Wednesday, June 17, 2009

Waiting for DropD-3

“The Reader” is still in my mind. I had been waiting for a stage when my lust for cinema could transform itself into love for cinema. Love here means a kind of meditative relationship with the image and the theme of the film. Generally, cinema gets reduced down into a heap of incoherent images which somebody wants to unshackle but is unable to. Of late, I feel that I have learned to relax with a film, agitate with a film and live with a film. That is what I call the beginning of a relationship with cinema. When I thought of starting this series, I had in my mind this particular series of relationships with the landmark films that I have seen through and lived through. Cinema is just not a context anymore rather it is the text, the subtext, inter-text and the hypertext also. I know that this kind of visuality is not same as a phenomenon of “darshan” would be. Still, the visual discourse is the closest to the kind of experience I am looking for. “The Reader” has somewhat fallen into this personal category.
The historical context of this film is built around the tragedy of Holocaust. Hanna Schmitz has two identities in this film, a public and a private. On a private level, she is a secretive human being; she doesn't seem to have friends or family and she doesn't seem to be much concerned with the broader issues of her times. But she is a compassionate human being. She helps young Michael when he is suffering from fever. She doesn't know him but that doesn't deter her from caring him. He turns out to be an accidental partner in her lonely life. She doesn't seem to be much attached with him but still, she gets passionately involved with him. He is an intelligent student of classical languages and literature. He reads out some brilliant pieces of fiction to her. A sudden eruption of beauty and pleasure happens to create a magical equation that heals her long concealed handicap-an inability to read and write. Her desire to explore the aesthetic world is fulfilled through a chance meeting with Michael when he manifests his reading skills. He seems to have an idea of her incapacity but does not reveal it because he loves reading out to her. A bond of love and literature binds both of them into a memorable affair though the intensity of feeling is much visible in Michael than in Hanna. To her, the relationship is more like an exchange of gifts. She receives the gift of aesthetic word from him and he receives the gift of love from her. The privacy of this arrangement fits well into the solitary life of hers.
On a public level, she is a German serving as a tram conductress in the times of Hitler. She serves a system which is openly revengeful in total contrast to her private secretive and compassionate nature. She looks at the system only from the angle of duty that enables her to earn her livelihood. She's neither interested nor seems to be capable of understanding the macro-issues related with the ethics of a system. In the pursuit of this narrow single-mindedness, she happens to commit a responsibility which is not just a war crime but also a crime against humanity. After being promoted as a security guard in German army, she is given the custody of Jews for whom only death has been chosen.
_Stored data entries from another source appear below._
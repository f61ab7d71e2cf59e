//! Injected dependencies for the todo reducers.

use crate::types::Todo;
use composable_todo_core::environment::IdGenerator;
use composable_todo_core::storage::KeyValueStore;
use std::str::FromStr;
use std::sync::atomic::{AtomicU64, Ordering};
use std::sync::Arc;
use uuid::Uuid;

/// Environment dependencies for the todo reducers
#[derive(Clone)]
pub struct TodoEnvironment {
    /// Where commits are written
    pub storage: Arc<dyn KeyValueStore>,
    /// Source of ids for new todos
    pub ids: Arc<dyn IdGenerator>,
}

impl TodoEnvironment {
    /// Creates a new `TodoEnvironment`
    #[must_use]
    pub fn new(storage: Arc<dyn KeyValueStore>, ids: Arc<dyn IdGenerator>) -> Self {
        Self { storage, ids }
    }
}

impl std::fmt::Debug for TodoEnvironment {
    fn fmt(&self, f: &mut std::fmt::Formatter<'_>) -> std::fmt::Result {
        f.debug_struct("TodoEnvironment").finish_non_exhaustive()
    }
}

/// Monotonic decimal ids: `"7"`, `"8"`, ...
///
/// Seeded past every decimal id already in the list, so a generated id can
/// never equal a loaded one.
#[derive(Debug)]
pub struct SequentialIdGenerator {
    next: AtomicU64,
}

impl SequentialIdGenerator {
    /// Start at `first`
    #[must_use]
    pub const fn starting_at(first: u64) -> Self {
        Self {
            next: AtomicU64::new(first),
        }
    }

    /// Start one past the largest decimal id in `todos` (at 1 if there is none)
    #[must_use]
    pub fn starting_after(todos: &[Todo]) -> Self {
        let max = todos
            .iter()
            .filter_map(|t| t.id.as_str().parse::<u64>().ok())
            .max()
            .unwrap_or(0);
        Self::starting_at(max.saturating_add(1))
    }
}

impl IdGenerator for SequentialIdGenerator {
    fn next_id(&self) -> String {
        self.next.fetch_add(1, Ordering::Relaxed).to_string()
    }
}

/// Random v4 UUID ids
#[derive(Debug, Default, Clone, Copy)]
pub struct UuidIdGenerator;

impl IdGenerator for UuidIdGenerator {
    fn next_id(&self) -> String {
        Uuid::new_v4().to_string()
    }
}

/// Which id generator a session uses
#[derive(Clone, Copy, Debug, Default, PartialEq, Eq)]
pub enum IdStrategy {
    /// [`SequentialIdGenerator`]
    #[default]
    Sequential,
    /// [`UuidIdGenerator`]
    Uuid,
}

impl IdStrategy {
    /// Build the generator for a session starting with `todos`
    #[must_use]
    pub fn generator(self, todos: &[Todo]) -> Arc<dyn IdGenerator> {
        match self {
            Self::Sequential => Arc::new(SequentialIdGenerator::starting_after(todos)),
            Self::Uuid => Arc::new(UuidIdGenerator),
        }
    }
}

impl FromStr for IdStrategy {
    type Err = crate::types::ParseEnumError;

    fn from_str(s: &str) -> Result<Self, Self::Err> {
        match s.trim().to_ascii_lowercase().as_str() {
            "sequential" => Ok(Self::Sequential),
            "uuid" => Ok(Self::Uuid),
            _ => Err(crate::types::ParseEnumError::new(
                "id strategy",
                s,
                "sequential, uuid",
            )),
        }
    }
}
She keeps herself locked in the narrow confines of duty and allows all kinds of injustice and cruelty to them though she doesn't participate in any such act directly. Her public identity is that of a criminal who is accused of crime against humanity.
Michael is torn apart between these two extremes. How can he accept the simultaneity of these two opposite identities? Is it a tragedy for only Michael or even for the entire Europe? What to talk of Europe, is it not common to Indian subcontinent where genocide and ethnic cleansing have resurrected themselves on multiple occasions in different forms whether it was partition, 1984 “Blue Star” operation, Godhra/Best Bakery or hundreds of caste-based clashes and so on. The possibility of recreating this story is present in so many moments and spaces all around that it is almost closer to being a universal story. In case of Europe, it was racial hegemony that destroyed human relationships the most. In case of Indian subcontinent, there are so many forms of hegemony built around caste, religion, gender, ethnicity and habitat that even relationship is made impossible in certain contexts. If I quote Ritwik Ghatak, I would say that there are “rows and rows of fences” between the human beings. In terms of imprisonment, I feel there is no difference being an Indian or a Westerner. That is why hegemonic walls are the biggest obstacles for relationships. This film is a story of struggle against these walls, a story of transcendence and a story of purgation. It comprises three parts: the first part manifests revelation of beauty and its vanishing; the second part unravels the hidden pain and the third part shows the re-collecting of lost beauty and love.
This film also has one additional reason for me to write about it. A couple of months back, I happened to read a beautiful article on this film by a scholar, Shelly Walia in ‘The Frontline’. Under the title, “Tragedy of history”, Mr. Walia elaborated upon the theme of the film in the context of political philosophy. I could see him wading through the debates on justice to find the eternally missing meaning. He was flexible enough not to get jinxed over the static definitions of good and evil. He says in favour of Hanna Schmitz, “She has no pleasure in cruelty, but has acquired the faculty of shutting her mind to it. This is regimentation under the strict bureaucracy. She lacks the criminal mind......... the fact that Hanna Schmitz enjoys her teenage paramour reading to her from the classics and that she permits him to make love to her only after she has relished the reading shows that her reprehensible act does not come from an evil mind.” These words were hitting rightly at the philosophical puzzle that has been posed in this film. Love is a deeply private and universal enterprise. It has to find its way through the public constructions that are denial of love. Michael represents this long journey throughout. Hanna is represented as an indifferent person and Michael doubles up thinking and feeling on her behalf. After eight years of Hanna’s vanishing, he comes across her in a courtroom where she is under trial. She has been charged of being a complicit in a church fire that killed hundreds of mothers and children who were locked inside. She was security guard controlling access to the doors. She was doing her duty but in the pages of history, an act of genocide was being committed. After having such a sudden face-off with her lost love, he finds himself stretched beyond limits. Whom did he love? A criminal or a beautiful and a compassionate woman.

2 comments:

Anonymous said...

"Jacob's Courage" (Mazo Publishers) is a tender coming of age love story of two young adults living in Salzburg at the time when the Nazi war machine enters Austria. This historical novel presents accurate scenes and situations of Jews in ghettos and concentration camps, with particular attention to Theresienstadt and Auschwitz. It explores the dazzling beauty of passionate love and enduring bravery in a lurid world where the innocent are brutally murdered. From desperate despair, to unforgettable moments of chaste beauty, "Jacob’s Courage" examines a constellation of emotions during a time of incomprehensible brutality.

Ebrahim Kabir said...

Ghatak was a great man.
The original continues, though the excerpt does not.